Effectively Subsampled Quadratures For Least Squares Polynomial Approximations

TL;DR

This paper introduces a deterministic subsampling method using QR column pivoting for constructing polynomial chaos approximations, aiming to improve efficiency and accuracy over randomized methods in expensive simulation models.

Contribution

It presents a novel effectively subsampled quadrature approach that combines QR pivoting and column pruning for better polynomial approximation sampling strategies.

Findings

Demonstrates improved approximation accuracy over randomized methods.

Provides bounds on the condition number of subsampled matrices.
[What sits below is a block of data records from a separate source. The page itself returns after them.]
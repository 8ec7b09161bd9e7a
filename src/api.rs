use std::collections::BTreeMap;

use axum::{
    extract::{Query, State},
    http::StatusCode,
    response::{IntoResponse, Response},
    routing::get,
    Json, Router,
};
use serde::{Deserialize, Serialize};
use tower_http::cors::CorsLayer;

use crate::store::{NewsFilter, NewsStore, MAX_PAGE_SIZE};

const MAX_FILTER_LEN: usize = 255;

#[derive(Clone)]
pub struct AppState {
    pub store: NewsStore,
}

pub fn router(state: AppState) -> Router {
    Router::new()
        .route("/health", get(|| async { "ok" }))
        .route("/api/news", get(get_news))
        .route("/api/sources", get(get_sources))
        .layer(CorsLayer::very_permissive())
        .with_state(state)
}

/// Raw query strings. Everything is validated by hand so bad input becomes
/// a 422 with field detail instead of an opaque 400 from the extractor.
#[derive(Debug, Default, Deserialize)]
pub struct NewsQuery {
    title: Option<String>,
    source: Option<String>,
    author: Option<String>,
    #[serde(rename = "pageSize")]
    page_size: Option<String>,
    page: Option<String>,
}

#[derive(Debug, Default, Deserialize)]
pub struct SourcesQuery {
    page: Option<String>,
}

#[derive(Debug, Serialize)]
pub struct Envelope<T> {
    pub error: bool,
    #[serde(rename = "Content")]
    pub content: T,
}

/// 422 body: field name to the list of complaints about it, no `Content`.
#[derive(Debug, Serialize)]
pub struct ValidationErrors {
    pub error: bool,
    pub message: String,
    pub errors: BTreeMap<String, Vec<String>>,
}

fn parse_news_query(q: NewsQuery) -> Result<NewsFilter, ValidationErrors> {
    let mut errors: BTreeMap<String, Vec<String>> = BTreeMap::new();

    for (field, value) in [("title", &q.title), ("source", &q.source), ("author", &q.author)] {
        if let Some(v) = value {
            if v.chars().count() > MAX_FILTER_LEN {
                errors.entry(field.to_string()).or_default().push(format!(
                    "The {field} may not be greater than {MAX_FILTER_LEN} characters."
                ));
            }
        }
    }

    // Absent or empty pageSize falls back to the store default, not to
    // "no limit"; anything else must be an integer in range.
    let page_size = match q.page_size.as_deref() {
        None | Some("") => None,
        Some(raw) => match raw.parse::<u32>() {
            Ok(n) if (1..=MAX_PAGE_SIZE).contains(&n) => Some(n),
            _ => {
                errors.entry("pageSize".to_string()).or_default().push(format!(
                    "The pageSize must be an integer between 1 and {MAX_PAGE_SIZE}."
                ));
                None
            }
        },
    };

    if !errors.is_empty() {
        return Err(ValidationErrors {
            error: true,
            message: "The given data was invalid.".to_string(),
            errors,
        });
    }

    Ok(NewsFilter {
        title: q.title.filter(|s| !s.is_empty()),
        source: q.source.filter(|s| !s.is_empty()),
        author: q.author.filter(|s| !s.is_empty()),
        page: parse_page(q.page.as_deref()),
        page_size,
    })
}

/// `page` is lenient: anything that is not a positive integer means page 1.
fn parse_page(raw: Option<&str>) -> u32 {
    raw.and_then(|s| s.parse::<u32>().ok())
        .filter(|p| *p >= 1)
        .unwrap_or(1)
}

async fn get_news(State(state): State<AppState>, Query(q): Query<NewsQuery>) -> Response {
    let filter = match parse_news_query(q) {
        Ok(filter) => filter,
        Err(errors) => return (StatusCode::UNPROCESSABLE_ENTITY, Json(errors)).into_response(),
    };

    match state.store.search(&filter).await {
        Ok(page) => Json(Envelope {
            error: false,
            content: page,
        })
        .into_response(),
        Err(e) => internal_error(e),
    }
}

async fn get_sources(State(state): State<AppState>, Query(q): Query<SourcesQuery>) -> Response {
    match state.store.sources(parse_page(q.page.as_deref())).await {
        Ok(page) => Json(Envelope {
            error: false,
            content: page,
        })
        .into_response(),
        Err(e) => internal_error(e),
    }
}

fn internal_error(e: sqlx::Error) -> Response {
    tracing::error!(error = %e, "store query failed");
    (
        StatusCode::INTERNAL_SERVER_ERROR,
        Json(serde_json::json!({ "error": true, "message": "internal server error" })),
    )
        .into_response()
}

#[cfg(test)]
mod tests {
    use super::*;

    #[test]
    fn page_size_defaults_when_absent_or_empty() {
        for raw in [None, Some(String::new())] {
            let q = NewsQuery {
                page_size: raw,
                ..NewsQuery::default()
            };
            let filter = parse_news_query(q).unwrap();
            assert_eq!(filter.page_size, None);
        }
    }

    #[test]
    fn out_of_range_page_size_is_rejected_with_field_detail() {
        for raw in ["150", "0", "-5", "abc"] {
            let q = NewsQuery {
                page_size: Some(raw.to_string()),
                ..NewsQuery::default()
            };
            let err = parse_news_query(q).unwrap_err();
            assert!(err.error);
            assert!(err.errors.contains_key("pageSize"), "raw={raw}");
        }
    }

    #[test]
    fn overlong_filter_is_rejected() {
        let q = NewsQuery {
            title: Some("x".repeat(256)),
            ..NewsQuery::default()
        };
        let err = parse_news_query(q).unwrap_err();
        assert!(err.errors.contains_key("title"));
    }

    #[test]
    fn lenient_page_parsing_falls_back_to_one() {
        assert_eq!(parse_page(None), 1);
        assert_eq!(parse_page(Some("")), 1);
        assert_eq!(parse_page(Some("0")), 1);
        assert_eq!(parse_page(Some("seven")), 1);
        assert_eq!(parse_page(Some("3")), 3);
    }
}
Identifies scenarios where the method may fail.

Abstract

This paper proposes a new deterministic sampling strategy for constructing polynomial chaos approximations for expensive physics simulation models. The proposed approach, effectively subsampled quadratures involves sparsely subsampling an existing tensor grid using QR column pivoting. For polynomial interpolation using hyperbolic or total order sets, we then solve the following square least squares problem. For polynomial approximation, we use a column pruning heuristic that removes columns based on the highest total orders and then solves the tall least squares problem. While we provide bounds on the condition number of such tall submatrices, it is difficult to ascertain how column pruning effects solution accuracy as this is problem specific. We conclude with numerical experiments on an analytical function and a model piston problem that show the efficacy of our approach compared with randomized subsampling. We also show an example where this method fails.